Please note that this is an Archived article and may contain content that is out of date. The use of she/her/hers pronouns in some articles is not intended to be exclusionary. Eating disorders can affect people of all genders, ages, races, religions, ethnicities, sexual orientations, body shapes, and weights.

By Quinn Nystrom, MS

This fall feels like a big season of change in our family. My almost 2-year-old is starting nursery school (cue the tears!), and my two stepdaughters are entering 4th grade and 11th grade. That means three kids in three different stages of life, three different sets of schedules, and more drop-offs, practices, and school events than I can keep track of.

On top of that, I’m in recovery from bulimia and alcoholism. And honestly? Back-to-school season can be a lot. It’s a mix of excitement, pride, exhaustion, and stress. Some days I feel like I’m holding it all together, and other days I’m just doing my best to make sure everyone has clean clothes and something to eat.

One thing recovery has taught me, though, is that I can’t put myself last anymore. When I let my recovery slide, everything else eventually falls apart. So I’m learning to take care of myself while taking care of my kids—and to give myself grace when it doesn’t look perfect.

Here are a few things that are helping me right now:

Putting Recovery on the Calendar

Just like soccer practices and back-to-school nights go on the family calendar, I’ve started putting my recovery practices there too. Therapy appointments, support meetings, meals, and snacks—these are non-negotiables. When I treat them like part of the schedule, it reminds me (and my family) that they matter.

Asking for Help Without Guilt

I used to feel like I had to handle everything on my own. But with three kids, that’s not possible. Sometimes I need my partner to cover a pickup, sometimes I need another parent to swap carpool duties (just sent a text asking a Mom for an assist with a ride home from cheer camp for our middle), and sometimes I just need a friend to listen. Recovery has taught me that asking for help doesn’t mean I’m failing—it means I’m taking care of myself so I can show up for the people I love.

Watching for Triggers

The rush of busy days, the temptation to skip meals, the emotions of seeing my toddler head off to school—these can all bring up old feelings and behaviors for me. Now, I try to catch myself before I spiral. Sometimes that means taking a deep breath in the car, texting someone who understands, or simply reminding myself, “I’ve come too far to go back.” and to “play the tape forward”.

Letting Go of Perfection

I want to be the mom who sends Pinterest-worthy lunches, always remembers the permission slip, and cheers the loudest at every game.

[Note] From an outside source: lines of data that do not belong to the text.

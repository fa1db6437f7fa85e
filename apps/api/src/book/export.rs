//! PDF export: one square page per image, cover first, then pages in order.
//!
//! Rendering decodes and re-compresses every image, so callers on the async runtime
//! must run it inside `tokio::task::spawn_blocking`.

use std::io::Write;

use anyhow::{bail, Context};
use base64::{engine::general_purpose::STANDARD as BASE64, Engine as _};
use flate2::{write::ZlibEncoder, Compression};
use image::{Rgb, RgbImage, RgbaImage};
use lopdf::content::{Content, Operation};
use lopdf::{dictionary, Document, Object, ObjectId, Stream};

use crate::errors::AppError;
use crate::models::book::ColoringBook;

/// Page edge in points (1024 px at 96 dpi).
const PAGE_SIZE_PT: i64 = 768;
const IMAGE_RESOURCE: &str = "Im0";

pub fn render_pdf(book: &ColoringBook) -> Result<Vec<u8>, AppError> {
    let mut doc = Document::with_version("1.5");
    let pages_id = doc.new_object_id();

    let images = std::iter::once(book.cover_image.as_str())
        .chain(book.pages.iter().map(|p| p.image_data.as_str()));

    let mut kids: Vec<Object> = Vec::new();
    for (index, data_uri) in images.enumerate() {
        let image = decode_data_uri(data_uri)
            .with_context(|| format!("Failed to decode image {index} for PDF export"))?;
        let page_id = add_image_page(&mut doc, pages_id, &image)?;
        kids.push(page_id.into());
    }

    let page_count = kids.len() as i64;
    let pages = dictionary! {
        "Type" => "Pages",
        "Kids" => kids,
        "Count" => page_count,
        "MediaBox" => vec![
            Object::Integer(0),
            Object::Integer(0),
            Object::Integer(PAGE_SIZE_PT),
            Object::Integer(PAGE_SIZE_PT),
        ],
    };
    doc.objects.insert(pages_id, Object::Dictionary(pages));

    let catalog_id = doc.add_object(dictionary! {
        "Type" => "Catalog",
        "Pages" => pages_id,
    });
    doc.trailer.set("Root", catalog_id);

    let mut buf = Vec::new();
    doc.save_to(&mut buf).context("Failed to serialize PDF")?;
    Ok(buf)
}

/// `{child}_{theme}_MagicBook.pdf`, with whitespace runs collapsed to `_`.
pub fn pdf_file_name(book: &ColoringBook) -> String {
    format!(
        "{}_{}_MagicBook.pdf",
        filename_part(&book.child_name),
        filename_part(&book.theme)
    )
}

/// `Content-Disposition` value for a PDF download (RFC 6266).
///
/// The quoted `filename` is an ASCII fallback; `filename*` carries the exact UTF-8 name.
pub fn content_disposition(file_name: &str) -> String {
    let ascii: String = file_name
        .chars()
        .map(|c| if c.is_ascii() { c } else { '_' })
        .collect();
    format!(
        "attachment; filename=\"{ascii}\"; filename*=UTF-8''{}",
        urlencoding::encode(file_name)
    )
}

fn filename_part(text: &str) -> String {
    text.split_whitespace()
        .collect::<Vec<_>>()
        .join("_")
        .chars()
        .filter(|c| !c.is_control() && !matches!(c, '"' | '/' | '\\'))
        .collect()
}

fn add_image_page(
    doc: &mut Document,
    pages_id: ObjectId,
    image: &RgbImage,
) -> anyhow::Result<ObjectId> {
    let image_id = doc.add_object(image_xobject(image)?);

    // Scale the unit-square image to fill the page.
    let content = Content {
        operations: vec![
            Operation::new("q", vec![]),
            Operation::new(
                "cm",
                vec![
                    Object::Integer(PAGE_SIZE_PT),
                    Object::Integer(0),
                    Object::Integer(0),
                    Object::Integer(PAGE_SIZE_PT),
                    Object::Integer(0),
                    Object::Integer(0),
                ],
            ),
            Operation::new("Do", vec![Object::Name(IMAGE_RESOURCE.as_bytes().to_vec())]),
            Operation::new("Q", vec![]),
        ],
    };
    let content_id = doc.add_object(Stream::new(dictionary! {}, content.encode()?));

    Ok(doc.add_object(dictionary! {
        "Type" => "Page",
        "Parent" => pages_id,
        "Contents" => content_id,
        "Resources" => dictionary! {
            "XObject" => dictionary! {
                IMAGE_RESOURCE => image_id,
            },
        },
    }))
}

fn image_xobject(image: &RgbImage) -> anyhow::Result<Stream> {
    let mut encoder = ZlibEncoder::new(Vec::new(), Compression::default());
    encoder.write_all(image.as_raw())?;
    let data = encoder.finish()?;

    let dict = dictionary! {
        "Type" => "XObject",
        "Subtype" => "Image",
        "Width" => image.width() as i64,
        "Height" => image.height() as i64,
        "ColorSpace" => "DeviceRGB",
        "BitsPerComponent" => 8_i64,
        "Filter" => "FlateDecode",
    };
    Ok(Stream::new(dict, data))
}

fn decode_data_uri(uri: &str) -> anyhow::Result<RgbImage> {
    let (header, payload) = uri.split_once(',').context("image is not a data URI")?;
    if !header.starts_with("data:") || !header.ends_with(";base64") {
        bail!("unsupported data URI header: {header}");
    }
    let bytes = BASE64.decode(payload.trim())?;
    Ok(flatten_on_white(&image::load_from_memory(&bytes)?.to_rgba8()))
}

/// Composites onto a white page so transparent areas print as paper, not black.
fn flatten_on_white(image: &RgbaImage) -> RgbImage {
    RgbImage::from_fn(image.width(), image.height(), |x, y| {
        let [r, g, b, a] = image.get_pixel(x, y).0;
        let alpha = u16::from(a);
        let blend = |c: u8| ((u16::from(c) * alpha + 255 * (255 - alpha) + 127) / 255) as u8;
        Rgb([blend(r), blend(g), blend(b)])
    })
}
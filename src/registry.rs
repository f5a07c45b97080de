// src/registry.rs

//! The id → room map.
//!
//! The registry lock guards only the map itself: create, lookup and
//! removal. Everything that happens inside a room goes through that room's
//! own event loop.

use crate::{
    config::RoomSettings,
    error::AppError,
    models::{GridSnapshot, RoomId},
    room::{Room, RoomTask},
};
use std::collections::HashMap;
use std::sync::Arc;
use tokio::sync::Mutex;
use tracing::{info, warn};

type IdSource = Arc<dyn Fn() -> RoomId + Send + Sync>;

struct RoomEntry {
    room: Room,
    task: RoomTask,
}

pub struct RoomRegistry {
    rooms: Mutex<HashMap<RoomId, RoomEntry>>,
    settings: RoomSettings,
    id_source: IdSource,
}

impl RoomRegistry {
    pub fn new(settings: RoomSettings) -> Self {
        Self::with_id_source(settings, RoomId::random)
    }

    /// Registry drawing room ids from `id_source` instead of random UUIDs.
    pub fn with_id_source<F>(settings: RoomSettings, id_source: F) -> Self
    where
        F: Fn() -> RoomId + Send + Sync + 'static,
    {
        Self {
            rooms: Mutex::new(HashMap::new()),
            settings,
            id_source: Arc::new(id_source),
        }
    }

    /// Creates a room holding `headers` and `rows` and starts its loop.
    ///
    /// Fails with [`AppError::ResourceExhausted`] if no unused id turns up
    /// within the configured number of attempts.
    pub async fn create_room(
        &self,
        headers: Vec<String>,
        rows: Vec<Vec<String>>,
    ) -> Result<Room, AppError> {
        let mut rooms = self.rooms.lock().await;

        let id = (0..self.settings.max_id_attempts)
            .map(|_| (self.id_source)())
            .find(|candidate| !rooms.contains_key(candidate))
            .ok_or_else(|| {
                warn!(
                    attempts = self.settings.max_id_attempts,
                    "room id generation exhausted"
                );
                AppError::ResourceExhausted("Could not allocate a room id".to_string())
            })?;

        let (room, task) = Room::open(id, GridSnapshot::new(headers, rows), &self.settings);
        rooms.insert(
            id,
            RoomEntry {
                room: room.clone(),
                task,
            },
        );
        info!(room_id = %id, total_rooms = rooms.len(), "room created");
        Ok(room)
    }

    pub async fn get_room(&self, id: RoomId) -> Result<Room, AppError> {
        self.rooms
            .lock()
            .await
            .get(&id)
            .map(|entry| entry.room.clone())
            .ok_or_else(|| AppError::NotFound("Room not found".to_string()))
    }

    /// Unregisters the room and waits for its loop to stop. Every member's
    /// mailbox is closed as part of that.
    pub async fn remove_room(&self, id: RoomId) -> Result<(), AppError> {
        let entry = self
            .rooms
            .lock()
            .await
            .remove(&id)
            .ok_or_else(|| AppError::NotFound("Room not found".to_string()))?;

        entry.task.terminate().await;
        info!(room_id = %id, "room removed");
        Ok(())
    }

    /// Removes and stops every room.
    pub async fn shutdown(&self) {
        let entries: Vec<RoomEntry> = {
            let mut rooms = self.rooms.lock().await;
            rooms.drain().map(|(_, entry)| entry).collect()
        };
        let count = entries.len();
        for entry in entries {
            entry.task.terminate().await;
        }
        info!(count, "all rooms shut down");
    }

    pub async fn len(&self) -> usize {
        self.rooms.lock().await.len()
    }

    pub async fn is_empty(&self) -> bool {
        self.len().await == 0
    }

    pub async fn room_ids(&self) -> Vec<RoomId> {
        self.rooms.lock().await.keys().copied().collect()
    }
}

#[cfg(test)]
mod tests {
    use super::*;
    use std::collections::HashSet;
    use uuid::Uuid;

    fn grid() -> (Vec<String>, Vec<Vec<String>>) {
        (
            vec!["a".into(), "b".into()],
            vec![vec!["1".into(), "2".into()]],
        )
    }

    #[tokio::test]
    async fn created_room_can_be_looked_up() {
        let registry = RoomRegistry::new(RoomSettings::default());
        let (headers, rows) = grid();
        let room = registry.create_room(headers, rows).await.unwrap();

        let found = registry.get_room(room.id()).await.unwrap();
        assert_eq!(found.id(), room.id());
        assert_eq!(found.snapshot().headers, vec!["a", "b"]);
        assert!(found.members().await.unwrap().is_empty());
    }

    #[tokio::test]
    async fn unknown_room_is_not_found() {
        let registry = RoomRegistry::new(RoomSettings::default());
        let err = registry.get_room(RoomId::random()).await.unwrap_err();
        assert!(matches!(err, AppError::NotFound(_)));
    }

    #[tokio::test]
    async fn removed_room_is_gone_and_stopped() {
        let registry = RoomRegistry::new(RoomSettings::default());
        let (headers, rows) = grid();
        let room = registry.create_room(headers, rows).await.unwrap();
        let (member, mut mailbox) = room.new_member(None);
        room.join(member).await.unwrap();
        room.members().await.unwrap();

        registry.remove_room(room.id()).await.unwrap();

        assert!(matches!(
            registry.get_room(room.id()).await,
            Err(AppError::NotFound(_))
        ));
        assert!(room.is_closed());
        assert_eq!(mailbox.recv().await, None);
        assert!(matches!(
            registry.remove_room(room.id()).await,
            Err(AppError::NotFound(_))
        ));
    }

    #[tokio::test]
    async fn concurrent_creates_never_share_an_id() {
        let registry = Arc::new(RoomRegistry::new(RoomSettings::default()));
        let mut tasks = Vec::new();
        for _ in 0..32 {
            let registry = Arc::clone(&registry);
            tasks.push(tokio::spawn(async move {
                registry.create_room(vec![], vec![]).await.unwrap().id()
            }));
        }

        let mut ids = HashSet::new();
        for task in tasks {
            ids.insert(task.await.unwrap());
        }
        assert_eq!(ids.len(), 32);
        let registered: HashSet<RoomId> = registry.room_ids().await.into_iter().collect();
        assert_eq!(registered, ids);
    }

    #[tokio::test]
    async fn colliding_id_source_exhausts() {
        let fixed = RoomId::from_uuid(Uuid::nil());
        let registry = RoomRegistry::with_id_source(RoomSettings::default(), move || fixed);

        registry.create_room(vec![], vec![]).await.unwrap();
        let err = registry.create_room(vec![], vec![]).await.unwrap_err();
        assert!(matches!(err, AppError::ResourceExhausted(_)));
        assert_eq!(registry.len().await, 1);
    }

    #[tokio::test]
    async fn shutdown_stops_every_room() {
        let registry = RoomRegistry::new(RoomSettings::default());
        let first = registry.create_room(vec![], vec![]).await.unwrap();
        let second = registry.create_room(vec![], vec![]).await.unwrap();

        registry.shutdown().await;

        assert!(registry.is_empty().await);
        assert!(first.is_closed());
        assert!(second.is_closed());
    }
}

But the truth is, I can’t do it all—and my kids don’t need me to. They need me present and steady, not perfect. Learning to let go of that pressure is a daily practice, but it’s also such a relief.

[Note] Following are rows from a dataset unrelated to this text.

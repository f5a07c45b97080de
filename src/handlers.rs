// src/handlers.rs

//! JSON routes around the room registry. The join route lives in
//! `websocket.rs`.

use crate::{
    database::RoomRecord,
    error::AppError,
    models::{ApiResponse, CreateRoomRequest, RoomId, RoomView},
    state::AppState,
};
use axum::{
    Json,
    extract::{Path, State, rejection::JsonRejection},
    http::StatusCode,
    response::IntoResponse,
};
use tracing::{info, warn};

/// `POST /room`: validates the grid, opens a live room and records it.
/// Responds with the new room id.
pub async fn create_room(
    State(state): State<AppState>,
    payload: Result<Json<CreateRoomRequest>, JsonRejection>,
) -> Result<Json<ApiResponse<RoomId>>, AppError> {
    let Json(payload) =
        payload.map_err(|_| AppError::Invalid("Invalid JSON body".to_string()))?;
    let new_room = payload.validate()?;

    let room = state
        .registry
        .create_room(new_room.snapshot.headers, new_room.snapshot.rows)
        .await?;

    if let Err(e) = state
        .store
        .create_room(room.id(), &new_room.filename, "")
        .await
    {
        // A room nobody can find in the store should not stay live.
        if let Err(remove_err) = state.registry.remove_room(room.id()).await {
            warn!(room_id = %room.id(), error = %remove_err, "rollback of unpersisted room failed");
        }
        return Err(e);
    }

    info!(room_id = %room.id(), filename = %new_room.filename, "room ready");
    Ok(Json(ApiResponse::data(room.id())))
}

/// `GET /room/{id}`: the creation snapshot plus who is connected.
pub async fn get_room(
    State(state): State<AppState>,
    Path(id): Path<String>,
) -> Result<Json<ApiResponse<RoomView>>, AppError> {
    let room = state.registry.get_room(RoomId::parse(&id)?).await?;
    let members = room.members().await?;
    let snapshot = room.snapshot();

    Ok(Json(ApiResponse::data(RoomView {
        id: room.id(),
        headers: snapshot.headers.clone(),
        rows: snapshot.rows.clone(),
        members,
    })))
}

/// `DELETE /room/{id}`: unregisters the room and disconnects its members.
pub async fn delete_room(
    State(state): State<AppState>,
    Path(id): Path<String>,
) -> Result<Json<ApiResponse<()>>, AppError> {
    state.registry.remove_room(RoomId::parse(&id)?).await?;
    Ok(Json(ApiResponse::message("Room removed")))
}

/// `GET /room/{id}/record`: persisted metadata for a room.
pub async fn get_room_record(
    State(state): State<AppState>,
    Path(id): Path<String>,
) -> Result<Json<ApiResponse<RoomRecord>>, AppError> {
    let record = state.store.get_room_by_room_id(RoomId::parse(&id)?).await?;
    Ok(Json(ApiResponse::data(record)))
}

pub async fn not_found() -> impl IntoResponse {
    (StatusCode::NOT_FOUND, "404 - Not Found")
}
// src/state.rs

use crate::{config::ConnectionSettings, database::RoomStore, registry::RoomRegistry};
use std::sync::Arc;

/// Shared state handed to every handler through axum's `State` extractor.
/// Built once at startup; nothing here is a process-wide global.
#[derive(Clone)]
pub struct AppState {
    pub registry: Arc<RoomRegistry>,
    pub store: RoomStore,
    pub connections: ConnectionSettings,
}

impl AppState {
    pub fn new(registry: RoomRegistry, store: RoomStore, connections: ConnectionSettings) -> Self {
        Self {
            registry: Arc::new(registry),
            store,
            connections,
        }
    }
}
// src/config.rs

//! Runtime configuration, loaded from `GRID_RELAY_*` environment variables.

use std::str::FromStr;
use std::time::Duration;

/// Per-room tuning handed to every room the registry creates.
#[derive(Debug, Clone)]
pub struct RoomSettings {
    /// Frames buffered per member before that member is evicted.
    pub mailbox_capacity: usize,
    /// Pending join/leave/broadcast events per room.
    pub queue_capacity: usize,
    /// Whether a frame is also delivered back to the connection that sent it.
    pub echo_to_sender: bool,
    /// Id samples tried before creation fails.
    pub max_id_attempts: usize,
}

impl Default for RoomSettings {
    fn default() -> Self {
        Self {
            mailbox_capacity: 256,
            queue_capacity: 256,
            echo_to_sender: true,
            max_id_attempts: 16,
        }
    }
}

/// Bounds on socket I/O for the connection pumps.
#[derive(Debug, Clone)]
pub struct ConnectionSettings {
    pub write_timeout: Duration,
    /// Idle bound on reads. `None` keeps idle editors connected forever.
    pub read_timeout: Option<Duration>,
}

impl Default for ConnectionSettings {
    fn default() -> Self {
        Self {
            write_timeout: Duration::from_secs(10),
            read_timeout: None,
        }
    }
}

#[derive(Debug, Clone)]
pub struct Config {
    pub host: String,
    pub port: u16,
    pub database_url: String,
    pub rooms: RoomSettings,
    pub connections: ConnectionSettings,
}

impl Default for Config {
    fn default() -> Self {
        Self {
            host: "0.0.0.0".to_string(),
            port: 8080,
            database_url: "sqlite://rooms.db".to_string(),
            rooms: RoomSettings::default(),
            connections: ConnectionSettings::default(),
        }
    }
}

#[derive(Debug, thiserror::Error)]
#[error("invalid {name}: {reason}")]
pub struct ConfigError {
    name: &'static str,
    reason: String,
}

impl Config {
    /// Load configuration from the environment.
    ///
    /// Recognized variables, all optional:
    /// - `GRID_RELAY_HOST` (default `0.0.0.0`)
    /// - `GRID_RELAY_PORT` (default `8080`)
    /// - `GRID_RELAY_DATABASE_URL` (default `sqlite://rooms.db`)
    /// - `GRID_RELAY_MAILBOX_CAPACITY` (default `256`)
    /// - `GRID_RELAY_QUEUE_CAPACITY` (default `256`)
    /// - `GRID_RELAY_ECHO_TO_SENDER` (default `true`)
    /// - `GRID_RELAY_MAX_ID_ATTEMPTS` (default `16`)
    /// - `GRID_RELAY_WRITE_TIMEOUT_SECS` (default `10`)
    /// - `GRID_RELAY_READ_TIMEOUT_SECS` (unset by default)
    pub fn from_env() -> Result<Self, ConfigError> {
        Self::from_lookup(|name| std::env::var(name).ok())
    }

    /// Same as [`Config::from_env`] with a custom variable source.
    pub fn from_lookup<F>(lookup: F) -> Result<Self, ConfigError>
    where
        F: Fn(&str) -> Option<String>,
    {
        let defaults = Config::default();

        let rooms = RoomSettings {
            mailbox_capacity: positive(
                "GRID_RELAY_MAILBOX_CAPACITY",
                parse_or(&lookup, "GRID_RELAY_MAILBOX_CAPACITY", defaults.rooms.mailbox_capacity)?,
            )?,
            queue_capacity: positive(
                "GRID_RELAY_QUEUE_CAPACITY",
                parse_or(&lookup, "GRID_RELAY_QUEUE_CAPACITY", defaults.rooms.queue_capacity)?,
            )?,
            echo_to_sender: parse_or(
                &lookup,
                "GRID_RELAY_ECHO_TO_SENDER",
                defaults.rooms.echo_to_sender,
            )?,
            max_id_attempts: positive(
                "GRID_RELAY_MAX_ID_ATTEMPTS",
                parse_or(&lookup, "GRID_RELAY_MAX_ID_ATTEMPTS", defaults.rooms.max_id_attempts)?,
            )?,
        };

        let write_timeout_secs: u64 = parse_or(
            &lookup,
            "GRID_RELAY_WRITE_TIMEOUT_SECS",
            defaults.connections.write_timeout.as_secs(),
        )?;
        let read_timeout = match lookup("GRID_RELAY_READ_TIMEOUT_SECS") {
            Some(raw) => Some(Duration::from_secs(parse("GRID_RELAY_READ_TIMEOUT_SECS", &raw)?)),
            None => None,
        };

        Ok(Self {
            host: lookup("GRID_RELAY_HOST").unwrap_or(defaults.host),
            port: parse_or(&lookup, "GRID_RELAY_PORT", defaults.port)?,
            database_url: lookup("GRID_RELAY_DATABASE_URL").unwrap_or(defaults.database_url),
            rooms,
            connections: ConnectionSettings {
                write_timeout: Duration::from_secs(write_timeout_secs),
                read_timeout,
            },
        })
    }

    pub fn bind_addr(&self) -> String {
        format!("{}:{}", self.host, self.port)
    }
}

fn parse<T>(name: &'static str, raw: &str) -> Result<T, ConfigError>
where
    T: FromStr,
    T::Err: std::fmt::Display,
{
    raw.trim().parse::<T>().map_err(|e| ConfigError {
        name,
        reason: e.to_string(),
    })
}

fn parse_or<T, F>(lookup: &F, name: &'static str, default: T) -> Result<T, ConfigError>
where
    T: FromStr,
    T::Err: std::fmt::Display,
    F: Fn(&str) -> Option<String>,
{
    match lookup(name) {
        Some(raw) => parse(name, &raw),
        None => Ok(default),
    }
}

fn positive(name: &'static str, value: usize) -> Result<usize, ConfigError> {
    if value == 0 {
        return Err(ConfigError {
            name,
            reason: "must be greater than zero".to_string(),
        });
    }
    Ok(value)
}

Finding Small Moments of Connection

Some of my favorite parts of the day are the little things: singing silly songs in the car, reading a quick story at bedtime, or sharing a snack at the kitchen counter after school. Those moments remind me that being genuinely present is what matters most. And being in recovery allows me to show up for them in ways I couldn’t before.

A Reminder to Myself (and Maybe to You, Too)

This season is busy and messy and sometimes overwhelming, but it’s also full of growth—for my kids, and for me. Recovery doesn’t mean life suddenly gets easy, but it does mean I get to live it fully.

If you’re also navigating parenting while in recovery, I want to say: you’re not alone. It’s hard, but it’s worth it. Taking care of ourselves is one of the best gifts we can give our kids.